[Data excerpts]
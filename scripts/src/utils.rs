//! Utilities for the bridge scripts.

use std::{path::Path, process::Stdio, time::Duration};

use tokio::process::Command;
use tracing::{debug, info};

use crate::{
    constants::{
        DUMP_BYTECODE_FLAG, EXPLORER_BASE_URL, MOVE_SUBCOMMAND, SUI_COMMAND,
        UNPUBLISHED_DEPENDENCIES_FLAG,
    },
    errors::ScriptError,
    types::{CompiledPackage, Network, TransactionResult},
};

/// Runs the command to completion, returning its stdout.
///
/// A command that cannot be spawned or that exits unsuccessfully is reported
/// through `err`, along with its stderr.
pub async fn command_stdout(
    mut cmd: Command,
    err: impl Fn(String) -> ScriptError,
) -> Result<String, ScriptError> {
    cmd.stdout(Stdio::piped()).stderr(Stdio::piped());
    debug!("Running {:?}", cmd.as_std());

    let output = cmd.output().await.map_err(|e| err(e.to_string()))?;
    if !output.status.success() {
        let stderr = String::from_utf8_lossy(&output.stderr);
        return Err(err(format!(
            "command exited with {}: {}",
            output.status,
            stderr.trim()
        )));
    }

    String::from_utf8(output.stdout).map_err(|e| err(e.to_string()))
}

/// Compiles the Move package at `package_path`, returning its bytecode and digest.
///
/// Assumes that `sui` is locally available, unless another binary is given.
pub async fn build_move_package(
    package_path: &Path,
    sui_bin: Option<&str>,
) -> Result<CompiledPackage, ScriptError> {
    let mut build_cmd = Command::new(sui_bin.unwrap_or(SUI_COMMAND));
    build_cmd.arg(MOVE_SUBCOMMAND);
    build_cmd.arg("build");
    // Bundle dependencies that have not been published yet
    build_cmd.arg(UNPUBLISHED_DEPENDENCIES_FLAG);
    // Emit the bytecode & digest as JSON on stdout
    build_cmd.arg(DUMP_BYTECODE_FLAG);
    build_cmd.arg("--path");
    build_cmd.arg(package_path);

    let stdout = command_stdout(build_cmd, ScriptError::PackageBuild).await?;
    let mut package = parse_build_output(&stdout)?;
    package.path = package_path.to_path_buf();

    debug!(
        "Built {} modules with digest {}",
        package.modules.len(),
        package.digest_hex()
    );
    Ok(package)
}

/// Parses the output of `sui move build --dump-bytecode-as-base64`.
///
/// The CLI may print build progress before the JSON document, so parsing
/// starts at the first opening brace.
pub fn parse_build_output(output: &str) -> Result<CompiledPackage, ScriptError> {
    let start = output.find('{').ok_or_else(|| {
        ScriptError::PackageBuild("build output does not contain a JSON document".to_string())
    })?;

    let package: CompiledPackage = serde_json::from_str(&output[start..])
        .map_err(|e| ScriptError::PackageBuild(e.to_string()))?;
    if package.modules.is_empty() {
        return Err(ScriptError::PackageBuild(
            "package contains no modules".to_string(),
        ));
    }

    Ok(package)
}

/// The block explorer link of a transaction
pub fn explorer_tx_url(network: Network, digest: &str) -> String {
    format!("{}/{}/tx/{}", EXPLORER_BASE_URL, network, digest)
}

/// Waits for a submitted transaction to propagate before reading further state
pub async fn settle(delay: Duration) {
    if !delay.is_zero() {
        tokio::time::sleep(delay).await;
    }
}

/// Logs the digest & explorer link of an executed transaction
pub fn report_transaction(network: Network, action: &str, result: &TransactionResult) {
    info!("{} successful!", action);
    info!("Transaction digest: {}", result.digest);
    info!(
        "View transaction: {}",
        explorer_tx_url(network, &result.digest)
    );
}
use crate::logger::{log_line, write_log_file, LogIdentity};
use crate::scrub::{unescape_quotes, ScrubResult, Scrubber};
use anyhow::Result;
use pear_common::Environment;
use std::path::PathBuf;
use tracing::debug;

/// Write the raw command line to the build log. Returns the path written.
pub(crate) fn record_build_log(
    env: &Environment,
    template: &str,
    exec: &str,
    args: &[String],
    working_dir: &str,
) -> Result<PathBuf> {
    let line = log_line(exec, args);
    let identity = LogIdentity::derive(&line, args, working_dir);
    let path = identity.log_path(env, template);
    write_log_file(&path, &line)?;
    Ok(path)
}

/// Write the scrubbed command line to the indexer log. Preprocessing passes
/// and invocations that scrub down to nothing leave no file behind.
pub(crate) fn record_indexer_log(
    env: &Environment,
    template: &str,
    exec: &str,
    args: &[String],
    working_dir: &str,
) -> Result<Option<PathBuf>> {
    let scrubbed = match Scrubber::new(working_dir).scrub(args) {
        ScrubResult::Scrubbed(scrubbed) if !scrubbed.is_empty() => scrubbed,
        ScrubResult::Scrubbed(_) => {
            debug!("nothing left after scrubbing, indexer log skipped");
            return Ok(None);
        }
        ScrubResult::Suppressed => return Ok(None),
    };

    let line = unescape_quotes(&log_line(exec, &scrubbed));
    // named after the digest of what the indexer sees, but the raw
    // arguments still decide input and output
    let identity = LogIdentity::derive(&line, args, working_dir);
    let path = identity.log_path(env, template);
    write_log_file(&path, &line)?;
    Ok(Some(path))
}
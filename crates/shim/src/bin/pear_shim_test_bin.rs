fn main() {
    pear_shim::diagnostics::init();
    let code = match pear_shim::run_shim() {
        Ok(code) => code,
        Err(err) => {
            eprintln!("pear: {err:#}");
            1
        }
    };
    std::process::exit(code);
}
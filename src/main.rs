//! pear - transparent compiler and linker wrapper
//!
//! Install by symlinking a toolchain name (gcc, g++, ld, ...) to this binary
//! and describing the real tool in `pear.conf`. The wrapper reports the real
//! tool's exit status as its own; wrapper failures exit with 1.

use pear_shim::{diagnostics, run_shim};

fn main() {
    diagnostics::init();
    let code = match run_shim() {
        Ok(code) => code,
        Err(err) => {
            eprintln!("pear: {err:#}");
            1
        }
    };
    std::process::exit(code);
}
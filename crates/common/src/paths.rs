use std::ffi::OsString;
use std::path::{Component, Path, PathBuf};

pub const CONFIG_FILE_NAME: &str = "pear.conf";
pub const CONFIG_OVERRIDE_VAR: &str = "PEAR_CONFIG";

/// Separator between entries of PATH-like variables.
pub const SEARCH_PATH_SEPARATOR: char = if cfg!(windows) { ';' } else { ':' };

/// Location of the configuration file for a wrapper installed in `wrapper_dir`.
///
/// `PEAR_CONFIG` wins when set to a non-empty value, otherwise the file sits
/// next to the wrapper directory (`<wrapper_dir>/../pear.conf`).
pub fn config_file(wrapper_dir: &Path) -> PathBuf {
    if let Ok(override_path) = std::env::var(CONFIG_OVERRIDE_VAR) {
        let trimmed = override_path.trim();
        if !trimmed.is_empty() {
            return PathBuf::from(trimmed);
        }
    }
    wrapper_dir.join("..").join(CONFIG_FILE_NAME)
}

/// Join a relative `path` onto `base` and normalize the result lexically.
/// Absolute paths are returned unchanged.
pub fn absolutize(base: &Path, path: &Path) -> PathBuf {
    if path.is_absolute() {
        return path.to_path_buf();
    }
    normalize(&base.join(path))
}

/// String flavoured [`absolutize`] for argument vectors.
pub fn absolutize_str(base: &str, path: &str) -> String {
    absolutize(Path::new(base), Path::new(path))
        .to_string_lossy()
        .into_owned()
}

/// Lexical cleanup: drops `.` components, folds `..` into its parent and
/// collapses repeated separators. Symlinks are not consulted.
pub fn normalize(path: &Path) -> PathBuf {
    let mut out = PathBuf::new();
    for component in path.components() {
        match component {
            Component::CurDir => {}
            Component::ParentDir => match out.components().next_back() {
                Some(Component::Normal(_)) => {
                    out.pop();
                }
                Some(Component::RootDir) | Some(Component::Prefix(_)) => {}
                _ => out.push(".."),
            },
            other => out.push(other.as_os_str()),
        }
    }
    if out.as_os_str().is_empty() {
        out.push(".");
    }
    out
}

/// Put `dir` in front of an existing PATH value.
pub fn prepend_search_path(dir: &Path, existing: Option<&std::ffi::OsStr>) -> OsString {
    let mut path = OsString::from(dir.as_os_str());
    if let Some(existing) = existing.filter(|value| !value.is_empty()) {
        path.push(SEARCH_PATH_SEPARATOR.to_string());
        path.push(existing);
    }
    path
}

#[cfg(test)]
mod tests {
    use super::*;
    use std::ffi::OsStr;

    #[test]
    fn absolutize_joins_relative_paths() {
        assert_eq!(
            absolutize(Path::new("/wd"), Path::new("foo")),
            PathBuf::from("/wd/foo")
        );
        assert_eq!(absolutize_str("/wd", "src/../inc/./x.h"), "/wd/inc/x.h");
    }

    #[test]
    fn absolutize_keeps_absolute_paths() {
        assert_eq!(absolutize_str("/wd", "/usr/include"), "/usr/include");
    }

    #[test]
    fn normalize_never_climbs_above_root() {
        assert_eq!(normalize(Path::new("/a/../../b")), PathBuf::from("/b"));
        assert_eq!(normalize(Path::new("/opt//pear/")), PathBuf::from("/opt/pear"));
        assert_eq!(normalize(Path::new("../x")), PathBuf::from("../x"));
        assert_eq!(normalize(Path::new("a/..")), PathBuf::from("."));
    }

    #[cfg(unix)]
    #[test]
    fn prepend_search_path_puts_wrapper_first() {
        let path = prepend_search_path(Path::new("/opt/pear"), Some(OsStr::new("/usr/bin")));
        assert_eq!(path, OsString::from("/opt/pear:/usr/bin"));
    }

    #[test]
    fn prepend_search_path_without_existing_value() {
        assert_eq!(
            prepend_search_path(Path::new("/opt/pear"), None),
            OsString::from("/opt/pear")
        );
        assert_eq!(
            prepend_search_path(Path::new("/opt/pear"), Some(OsStr::new(""))),
            OsString::from("/opt/pear")
        );
    }

    #[test]
    fn config_file_sits_next_to_wrapper_dir() {
        std::env::remove_var(CONFIG_OVERRIDE_VAR);
        let path = config_file(Path::new("/opt/pear/bin"));
        assert_eq!(path, PathBuf::from("/opt/pear/bin/../pear.conf"));
    }
}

WHAT YOU HAVE TO DO ->
In the entries above, identify every line with the string "Stdio".

ANSWER SPACE ->
use std::{path::Path, process::Stdio, time::Duration};
    cmd.stdout(Stdio::piped()).stderr(Stdio::piped());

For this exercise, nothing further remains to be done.